Me and Dilator 3 haven't been the best of friends, so perhaps we should crank up the Barry White, light a nice candle, pour some wine and just have a really good chat about things...

A DATE WITH A DILATOR
Me: Good evening, D3. Thanks for agreeing to meet up
D3: No problem. You look nice. I like your hair
Me: Oh, you big flirt! And you're looking nice too. I like your... handle.
D3: Thanks. I think grey really suits my colouring. Anyway I am glad you asked me here tonight. I think you're right. We need to talk
Me: Yeah. We need to be a bit more honest with each other. And no stupid cliches. None of that 'it's not you, it's me' crap.
D3: Right... but to be fair, it is you.
Me: (sighs) Do you want some wine?
D3: Yes. Thanks.
Me: What should I call you? D3 sounds a bit formal.
D3: Whatever you like. I'm a dilator. I don't really have opinions about things like that.
Me: What about George?
D3: Sounds good. Anyway, I think you're avoiding the issue, now. That's not like you, is it?
Me: Oh ha ha. Very funny.
D3: Seriously, though. We need to sort this out. I don't want you to hate me
Me: I don't hate you! I like you. You just really frustrate me. I feel like I try and try with you, but you just don't do what I want you to do.
D3: I don't think that's fair. I think we're doing well. Every time we meet up, we spend a little bit more time together, and our dates are getting longer and longer.
Me: Yes, that's true. But sometimes you really hurt me
D3: I know. And I'm sorry about that. But when you think about it, every dilator before me has hurt you too but you gave them a chance and ended up getting on quite well with them.
Me: I know. There's just something about you. You're different to the others.
D3: I'm better looking.
Me: You look the same, George. Just bigger.
D3: Yeah but I look more like a penis. I'm the real deal, baby.
Me: The last time I looked, the real deal wasn't white and plastic...
D3: Look, your clearly in denial. But I know I'm right. I'm big and phallic and gorgeous, and none of the others are anything like me. You're obviously going to need more time to get used to me. I'm a stallion.
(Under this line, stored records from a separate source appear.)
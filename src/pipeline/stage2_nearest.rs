use crate::geodesy::distance_miles;
use crate::model::branch::Branch;
use crate::model::geo::Coordinates;
use crate::model::lead::{Lead, NearestBranch};
use crate::model::score::round2;
use crate::pipeline::progress::Progress;

#[derive(Debug, Clone, Copy, Default, PartialEq, Eq)]
pub struct Stage2Output {
    pub matched: usize,
    pub unmatched: usize,
}

/// Brute-force nearest branch. Branches without coordinates are never
/// candidates; the first branch at the minimum distance wins.
pub fn nearest_branch(lead: Option<Coordinates>, branches: &[Branch]) -> NearestBranch {
    let Some(origin) = lead else {
        return NearestBranch::NotAvailable;
    };

    let mut min_miles = f64::INFINITY;
    let mut nearest: Option<&Branch> = None;
    for branch in branches {
        let Some(target) = branch.coordinates else {
            continue;
        };
        let miles = distance_miles(origin, target);
        if miles < min_miles {
            min_miles = miles;
            nearest = Some(branch);
        }
    }

    match nearest {
        Some(branch) => NearestBranch::Found {
            name: branch.name.clone(),
            miles: round2(min_miles),
        },
        None => NearestBranch::NotAvailable,
    }
}

pub fn run_stage2(
    leads: &mut [Lead],
    branches: &[Branch],
    progress: &mut Progress<'_>,
) -> Stage2Output {
    let mut out = Stage2Output::default();

    for lead in leads.iter_mut() {
        lead.nearest = nearest_branch(lead.coordinates, branches);
        match lead.nearest.name() {
            Some(name) => {
                tracing::trace!("lead row {} nearest branch {}", lead.row + 2, name);
                out.matched += 1;
            }
            None => out.unmatched += 1,
        }
        progress.step();
    }

    tracing::info!(
        "matched {} leads to a branch ({} N/A)",
        out.matched,
        out.unmatched
    );
    out
}

#[cfg(test)]
#[path = "../../tests/src_inline/pipeline/stage2_nearest.rs"]
mod tests;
Me: You're also extremely arrogant. I hate to admit it though, but what you're saying does make sense
D3: Ah! I am also a genius.
Me: Well, where do we go from here?
D3: Well, first of all, you need to calm down. Just chill and enjoy our time together.
Me: You need to stop hurting me
D3: Well, I will. But you need to chill first. You know that
Me: (slams fist on table) SHIT! I hate it when my dilators are right!
D3: (nods, wisely) We do know what we're doing, you know.
Me: OK, thanks, George. Even though you're rude, you've made me feel a bit better. Have you finished your wine?
D3: Yes
Me: Right, let's go back to mine. Get your coat, George. You've pulled
Good one. Congrats on getting to "George". :)
ReplyDeleteThank you! He was lovely once I got to know him... ;-)
ReplyDeleteLOL! It's good you can laugh about this. We thought we were over this stuff four years ago. Now I think we're going to need to go back to the dilators. Not looking forward to it. At least they don't scare me as much as they did the first time.
ReplyDeleteSorry to hear that- but definitely good that it's not as scary as before. You've done it before, you'll do it again!
ReplyDeleteI'm finding that laughing about it is really helping me get through it all- even it does mean I find myself posing dilators on chairs with red roses for photographs...!x
Impressive work on the essayist's part.